As someone who studied economics, understanding money and maths wasn’t my issue. I knew what to do with my money – I just didn’t do it. My behaviours were deeply rooted in bad habits I’d formed, or good habits I’d failed to form.
Luckily I managed to make some changes in my late 20s. I recently celebrated my 30th birthday, and here are some of the bad money habits I managed to kick before entering a new decade.
1. Avoiding my bank account
I used to go into full panic attack mode checking my bank account, so I stopped doing it. This was a huge problem because I also had a habit of regularly letting my checking account balance drop to almost $US0. More than once, I had my card declined somewhere only to finally look at my balance and realise that I didn’t have any money left.
It wasn’t until my mid-20s, after I almost ran out of money in a foreign country, that I forced myself to start checking my bank accounts regularly. I set my browser to automatically open up to the login page for each of my accounts as a reminder. Now, I check my checking, savings, and credit card accounts on a daily basis.
That might sound like overkill to some, but keeping my financial situation at the front of my mind has been instrumental in helping me achieve my other financial goals.
2. Not tracking my spending or keeping a budget
Budgeting is tedious, and in my 20s, I had no idea where my money was going or how much I was bringing in most of the time. This caused me to habitually spend more than I made.
Now, I’ve found ways to stick to a budget without even thinking about it. I have Mint, which automates my budget for me, and I also use two checking accounts as a budgeting tool.
I have two fee-free checking accounts: one with First Tech Federal Credit Union and another with Charles Schwab. My paychecks get deposited into my credit union checking account, and I have all my bills set to be automatically paid from that account. Then, I transfer a set percentage of whatever is left to my Charles Schwab checking account, and that’s my spending money for the month. The rest goes in savings.
3. Carrying a balance on my credit card
Remember that habit I had of spending more than I made? It had to do with my habit of shopping in my spare time. Every month I would run up a balance on my credit card and then pay off what I could by the end of the month. I racked up $US10,000 in debt and easily spent thousands of dollars on credit card interest in my 20s.
My solution to this problem was two-fold. First, I stopped buying things I didn’t absolutely need, which was helped by the fact that I got tired of seeing all the waste I was producing. I still use credit cards for the points but I check all of my balances daily, so I can see if my credit card balance is creeping up too high.
4. Ignoring my savings account
I didn’t take saving money seriously in my 20s. Retirement felt like a lie, and I had no desire to purchase a home or have children.

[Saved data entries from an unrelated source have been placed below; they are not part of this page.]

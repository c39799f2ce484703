//! PlanShift Solver - Run scope and concurrency model
//!
//! This crate provides the per-run mutable state shared by all search
//! phases:
//! - [`SolverScope`]: best-solution tracking, timing, calculation-speed
//!   metrics, reproducible randomness, child-thread forking
//! - [`SolverThreadThrottle`]: cooperative CPU yielding so solver threads
//!   respect a concurrency cap
//! - [`Termination`] collaborators polled between iterations

pub mod error;
pub mod scope;
pub mod termination;
pub mod yielding;

pub use error::ScopeError;
pub use scope::{BestSnapshot, SolverScope};
pub use termination::{ExternalTermination, Termination, TimeTermination};
pub use yielding::{SolverThreadThrottle, YieldOutcome};
//! Generic multi-level score.

use std::cmp::Ordering;
use std::fmt;

use crate::error::ScoreError;

use super::value::ScoreValue;
use super::LevelKind;

/// An immutable multi-level score.
///
/// Levels are compared in declared order: the init level first, then every
/// hard level, then every soft level. The first unequal level decides the
/// ordering; this total order is the acceptance criterion every search
/// phase relies on.
///
/// The init level counts planning entities that are still unassigned. It
/// is never positive; `0` means the solution is fully initialized.
///
/// Score flavors are layouts of this one type:
///
/// ```
/// use planshift_core::Score;
///
/// let simple = Score::simple(-42i64);
/// let hard_soft = Score::hard_soft(-1i64, -100);
/// let bendable = Score::bendable(vec![0i64, -1], vec![-10, -20, -30]);
///
/// assert!(simple.is_feasible()); // no hard levels to violate
/// assert!(!hard_soft.is_feasible());
/// assert!(!bendable.is_feasible());
/// ```
#[derive(Clone, PartialEq)]
#[cfg_attr(feature = "serde", derive(serde::Serialize, serde::Deserialize))]
pub struct Score<V: ScoreValue> {
    init_score: i32,
    hard: Vec<V>,
    soft: Vec<V>,
}

impl<V: ScoreValue> Score<V> {
    /// Creates a score from an init count and per-level magnitudes.
    ///
    /// # Panics
    /// Panics if `init_score` is positive.
    pub fn of(init_score: i32, hard: Vec<V>, soft: Vec<V>) -> Self {
        assert!(
            init_score <= 0,
            "init score must be non-positive, got {init_score}"
        );
        Score {
            init_score,
            hard,
            soft,
        }
    }

    /// Creates a zero score with the given level layout.
    pub fn zero(hard_levels: usize, soft_levels: usize) -> Self {
        Score {
            init_score: 0,
            hard: vec![V::zero(); hard_levels],
            soft: vec![V::zero(); soft_levels],
        }
    }

    /// Single-level layout: no hard levels, one soft level.
    pub fn simple(value: V) -> Self {
        Score {
            init_score: 0,
            hard: Vec::new(),
            soft: vec![value],
        }
    }

    /// Two-level layout: one hard level, one soft level.
    pub fn hard_soft(hard: V, soft: V) -> Self {
        Score {
            init_score: 0,
            hard: vec![hard],
            soft: vec![soft],
        }
    }

    /// Runtime-configured layout with N hard and M soft levels.
    pub fn bendable(hard: Vec<V>, soft: Vec<V>) -> Self {
        Score {
            init_score: 0,
            hard,
            soft,
        }
    }

    /// Returns this score with a different init count.
    ///
    /// # Panics
    /// Panics if `init_score` is positive.
    pub fn with_init_score(mut self, init_score: i32) -> Self {
        assert!(
            init_score <= 0,
            "init score must be non-positive, got {init_score}"
        );
        self.init_score = init_score;
        self
    }

    /// Returns the init level: `-n` when `n` entities are unassigned.
    #[inline]
    pub fn init_score(&self) -> i32 {
        self.init_score
    }

    /// Returns the number of hard levels.
    pub fn hard_level_count(&self) -> usize {
        self.hard.len()
    }

    /// Returns the number of soft levels.
    pub fn soft_level_count(&self) -> usize {
        self.soft.len()
    }

    /// Returns all hard level magnitudes.
    pub fn hard_levels(&self) -> &[V] {
        &self.hard
    }

    /// Returns all soft level magnitudes.
    pub fn soft_levels(&self) -> &[V] {
        &self.soft
    }

    /// Total number of levels, init excluded.
    pub fn level_count(&self) -> usize {
        self.hard.len() + self.soft.len()
    }

    /// Returns the magnitude at a flat level index (hard levels first).
    pub fn level(&self, index: usize) -> Result<V, ScoreError> {
        if index < self.hard.len() {
            return Ok(self.hard[index]);
        }
        self.soft
            .get(index - self.hard.len())
            .copied()
            .ok_or(ScoreError::LevelIndexOutOfRange {
                index,
                level_count: self.level_count(),
            })
    }

    /// Returns the kind of the level at a flat index.
    pub fn level_kind(&self, index: usize) -> Result<LevelKind, ScoreError> {
        if index < self.hard.len() {
            Ok(LevelKind::Hard)
        } else if index < self.level_count() {
            Ok(LevelKind::Soft)
        } else {
            Err(ScoreError::LevelIndexOutOfRange {
                index,
                level_count: self.level_count(),
            })
        }
    }

    /// Returns true if every hard level is at or above zero.
    ///
    /// Soft levels never affect feasibility.
    pub fn is_feasible(&self) -> bool {
        self.hard.iter().all(|v| *v >= V::zero())
    }

    /// Returns true if no planning entity remains unassigned.
    #[inline]
    pub fn is_solution_initialized(&self) -> bool {
        self.init_score == 0
    }

    fn ensure_same_layout(&self, other: &Self) -> Result<(), ScoreError> {
        if self.hard.len() != other.hard.len() || self.soft.len() != other.soft.len() {
            return Err(ScoreError::IncompatibleLayout {
                expected_hard: self.hard.len(),
                expected_soft: self.soft.len(),
                actual_hard: other.hard.len(),
                actual_soft: other.soft.len(),
            });
        }
        Ok(())
    }

    /// Adds level by level, init included.
    pub fn add(&self, other: &Self) -> Result<Self, ScoreError> {
        self.ensure_same_layout(other)?;
        let init_score = self
            .init_score
            .checked_add(other.init_score)
            .ok_or_else(|| overflow_at("init", 0))?;
        Ok(Score {
            init_score,
            hard: zip_levels(&self.hard, &other.hard, "hard", V::checked_add)?,
            soft: zip_levels(&self.soft, &other.soft, "soft", V::checked_add)?,
        })
    }

    /// Subtracts level by level, init included.
    pub fn subtract(&self, other: &Self) -> Result<Self, ScoreError> {
        self.ensure_same_layout(other)?;
        let init_score = self
            .init_score
            .checked_sub(other.init_score)
            .ok_or_else(|| overflow_at("init", 0))?;
        Ok(Score {
            init_score,
            hard: zip_levels(&self.hard, &other.hard, "hard", V::checked_sub)?,
            soft: zip_levels(&self.soft, &other.soft, "soft", V::checked_sub)?,
        })
    }

    /// Negates every level, init included.
    pub fn negate(&self) -> Result<Self, ScoreError> {
        let init_score = self
            .init_score
            .checked_neg()
            .ok_or_else(|| overflow_at("init", 0))?;
        Ok(Score {
            init_score,
            hard: map_levels(&self.hard, "hard", V::checked_neg)?,
            soft: map_levels(&self.soft, "soft", V::checked_neg)?,
        })
    }

    /// Multiplies every level by a scalar.
    ///
    /// Integer levels round to the nearest value; the init level floors.
    pub fn multiply(&self, multiplicand: f64) -> Result<Self, ScoreError> {
        Ok(Score {
            init_score: (self.init_score as f64 * multiplicand).floor() as i32,
            hard: map_levels(&self.hard, "hard", |v| v.checked_scale(multiplicand))?,
            soft: map_levels(&self.soft, "soft", |v| v.checked_scale(multiplicand))?,
        })
    }

    /// Divides every level by a scalar.
    ///
    /// Integer levels round to the nearest value; the init level floors.
    pub fn divide(&self, divisor: f64) -> Result<Self, ScoreError> {
        Ok(Score {
            init_score: (self.init_score as f64 / divisor).floor() as i32,
            hard: map_levels(&self.hard, "hard", |v| v.checked_div_scalar(divisor))?,
            soft: map_levels(&self.soft, "soft", |v| v.checked_div_scalar(divisor))?,
        })
    }

    /// Lexicographic comparison: init level, then hard levels in order,
    /// then soft levels in order.
    pub fn compare(&self, other: &Self) -> Result<Ordering, ScoreError> {
        self.ensure_same_layout(other)?;
        match self.init_score.cmp(&other.init_score) {
            Ordering::Equal => {}
            ordering => return Ok(ordering),
        }
        for (a, b) in self
            .hard
            .iter()
            .zip(&other.hard)
            .chain(self.soft.iter().zip(&other.soft))
        {
            match a.total_cmp(b) {
                Ordering::Equal => continue,
                ordering => return Ok(ordering),
            }
        }
        Ok(Ordering::Equal)
    }

    /// Returns true if this score beats `other`.
    ///
    /// Returns false for incompatible layouts; use [`compare`](Self::compare)
    /// when the layout mismatch must surface.
    pub fn is_better_than(&self, other: &Self) -> bool {
        self.compare(other).is_ok_and(|o| o.is_gt())
    }

    /// Parses a score from its display form.
    ///
    /// # Format
    /// - simple: `"42"` or `"-7init/42"`
    /// - hard/soft: `"0hard/-100soft"`
    /// - bendable: `"[0/-1]hard/[-10/-20/-30]soft"`
    pub fn parse(s: &str) -> Result<Self, ScoreParseError> {
        let s = s.trim();
        let (init_score, rest) = match s.split_once("init/") {
            Some((init_part, rest)) => {
                let init = init_part.trim().parse::<i32>().map_err(|e| ScoreParseError {
                    message: format!("invalid init score '{}': {}", init_part, e),
                })?;
                if init > 0 {
                    return Err(ScoreParseError {
                        message: format!("init score must be non-positive, got {}", init),
                    });
                }
                (init, rest)
            }
            None => (0, s),
        };

        let (hard, soft) = if rest.starts_with('[') {
            parse_bendable_levels(rest)?
        } else if rest.contains("hard/") {
            parse_hard_soft_levels(rest)?
        } else {
            let value = V::parse_value(rest).ok_or_else(|| ScoreParseError {
                message: format!("invalid score value '{}'", rest),
            })?;
            (Vec::new(), vec![value])
        };

        Ok(Score {
            init_score,
            hard,
            soft,
        })
    }
}

fn overflow_at(kind: &str, index: usize) -> ScoreError {
    ScoreError::ArithmeticOverflow {
        level: format!("{kind}[{index}]"),
    }
}

fn zip_levels<V: ScoreValue>(
    a: &[V],
    b: &[V],
    kind: &str,
    op: impl Fn(V, V) -> Option<V>,
) -> Result<Vec<V>, ScoreError> {
    a.iter()
        .zip(b)
        .enumerate()
        .map(|(i, (x, y))| op(*x, *y).ok_or_else(|| overflow_at(kind, i)))
        .collect()
}

fn map_levels<V: ScoreValue>(
    levels: &[V],
    kind: &str,
    op: impl Fn(V) -> Option<V>,
) -> Result<Vec<V>, ScoreError> {
    levels
        .iter()
        .enumerate()
        .map(|(i, v)| op(*v).ok_or_else(|| overflow_at(kind, i)))
        .collect()
}

fn parse_level_list<V: ScoreValue>(part: &str) -> Result<Vec<V>, ScoreParseError> {
    part.split('/')
        .filter(|s| !s.trim().is_empty())
        .map(|s| {
            V::parse_value(s.trim()).ok_or_else(|| ScoreParseError {
                message: format!("invalid score level '{}'", s),
            })
        })
        .collect()
}

fn parse_bendable_levels<V: ScoreValue>(s: &str) -> Result<(Vec<V>, Vec<V>), ScoreParseError> {
    let invalid = || ScoreParseError {
        message: format!(
            "invalid bendable score '{}': expected '[...]hard/[...]soft'",
            s
        ),
    };
    let body = s.strip_prefix('[').ok_or_else(invalid)?;
    let (hard_part, rest) = body.split_once("]hard/[").ok_or_else(invalid)?;
    let soft_part = rest.strip_suffix("]soft").ok_or_else(invalid)?;
    Ok((parse_level_list(hard_part)?, parse_level_list(soft_part)?))
}

fn parse_hard_soft_levels<V: ScoreValue>(s: &str) -> Result<(Vec<V>, Vec<V>), ScoreParseError> {
    let invalid = || ScoreParseError {
        message: format!("invalid score '{}': expected 'Xhard/Ysoft'", s),
    };
    let (hard_part, rest) = s.split_once("hard/").ok_or_else(invalid)?;
    let soft_part = rest.strip_suffix("soft").ok_or_else(invalid)?;
    let hard = V::parse_value(hard_part.trim()).ok_or_else(|| ScoreParseError {
        message: format!("invalid hard score '{}'", hard_part),
    })?;
    let soft = V::parse_value(soft_part.trim()).ok_or_else(|| ScoreParseError {
        message: format!("invalid soft score '{}'", soft_part),
    })?;
    Ok((vec![hard], vec![soft]))
}

impl<V: ScoreValue> PartialOrd for Score<V> {
    /// `None` when the level layouts differ.
    fn partial_cmp(&self, other: &Self) -> Option<Ordering> {
        self.compare(other).ok()
    }
}

impl<V: ScoreValue> fmt::Display for Score<V> {
    fn fmt(&self, f: &mut fmt::Formatter<'_>) -> fmt::Result {
        if self.init_score != 0 {
            write!(f, "{}init/", self.init_score)?;
        }
        match (self.hard.len(), self.soft.len()) {
            (0, 1) => write!(f, "{}", self.soft[0]),
            (1, 1) => write!(f, "{}hard/{}soft", self.hard[0], self.soft[0]),
            _ => {
                let join = |levels: &[V]| {
                    levels
                        .iter()
                        .map(|v| v.to_string())
                        .collect::<Vec<_>>()
                        .join("/")
                };
                write!(f, "[{}]hard/[{}]soft", join(&self.hard), join(&self.soft))
            }
        }
    }
}

impl<V: ScoreValue> fmt::Debug for Score<V> {
    fn fmt(&self, f: &mut fmt::Formatter<'_>) -> fmt::Result {
        write!(f, "Score({})", self)
    }
}

/// Error when parsing a score from string
#[derive(Debug, Clone, PartialEq, Eq)]
pub struct ScoreParseError {
    pub message: String,
}

impl fmt::Display for ScoreParseError {
    fn fmt(&self, f: &mut fmt::Formatter<'_>) -> fmt::Result {
        write!(f, "Score parse error: {}", self.message)
    }
}

impl std::error::Error for ScoreParseError {}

Finding my bank account balance with a single digit in some dire situations and quitting my job without enough money saved woke me up to the fact that I needed an emergency savings fund. But I wanted more than that. Envisioning all the things I could do with my future if I had a nest egg, from taking round-the-world trips to starting a business to helping a family member in need, helped me understand the invaluable sense of security, freedom, and possibility that comes with having money saved.

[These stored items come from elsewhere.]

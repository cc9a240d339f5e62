//! Submission driver implementations.

use std::collections::VecDeque;
use std::sync::Mutex;

use async_trait::async_trait;

use crate::kernel::jobs::directory::DirectoryDescriptor;
use crate::kernel::jobs::job::BusinessProfile;
use crate::kernel::traits::{SubmissionDriver, SubmissionOutcome};

/// A scripted outcome queue for tests: each call to `submit` pops the next
/// scripted outcome, falling back to a final-outcome default once exhausted.
pub struct ScriptedDriver {
    script: Mutex<VecDeque<SubmissionOutcome>>,
    default: SubmissionOutcome,
}

impl ScriptedDriver {
    pub fn new(script: Vec<SubmissionOutcome>, default: SubmissionOutcome) -> Self {
        Self {
            script: Mutex::new(script.into()),
            default,
        }
    }

    pub fn always(outcome: SubmissionOutcome) -> Self {
        Self::new(Vec::new(), outcome)
    }
}

#[async_trait]
impl SubmissionDriver for ScriptedDriver {
    async fn submit(&self, _directory: &DirectoryDescriptor, _profile: &BusinessProfile) -> SubmissionOutcome {
        let mut script = self.script.lock().expect("scripted driver mutex poisoned");
        script.pop_front().unwrap_or_else(|| self.default.clone())
    }
}

/// Routes a submission through an alternate driver first when the
/// directory's escalation score qualifies (login wall, captcha, anti-bot,
/// hard difficulty, high failure rate, or a thin form mapping), falling
/// back to the local driver within the same attempt if the alternate fails.
/// Directories that don't qualify go straight to the local driver.
pub struct EscalatingDriver<L, A> {
    local: L,
    alternate: A,
    escalation_threshold: u32,
}

impl<L, A> EscalatingDriver<L, A>
where
    L: SubmissionDriver,
    A: SubmissionDriver,
{
    pub fn new(local: L, alternate: A, escalation_threshold: u32) -> Self {
        Self {
            local,
            alternate,
            escalation_threshold,
        }
    }
}

#[async_trait]
impl<L, A> SubmissionDriver for EscalatingDriver<L, A>
where
    L: SubmissionDriver,
    A: SubmissionDriver,
{
    async fn submit(&self, directory: &DirectoryDescriptor, profile: &BusinessProfile) -> SubmissionOutcome {
        if directory.is_escalation_eligible(self.escalation_threshold) {
            let outcome = self.alternate.submit(directory, profile).await;
            if outcome.succeeded {
                return outcome;
            }
            return self.local.submit(directory, profile).await;
        }
        self.local.submit(directory, profile).await
    }
}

I started building my savings by opening a free high-yield savings account with Ally Bank. I got into the habit of paying myself first – that is, depositing money into my savings account before I pay any bills or do any shopping. The money I earn with my higher interest rate is a nice motivator too. I also started setting concrete savings goals for myself and taking them seriously, and when I’m not meeting them, I find ways to make more money.
My financial situation would be a lot better if I’d learned these lessons earlier but we all make mistakes in our 20s. Changing my money habits when I did has profoundly improved my stress and anxiety, and it’s also helped me look toward the future with a sense of optimism I never used to have.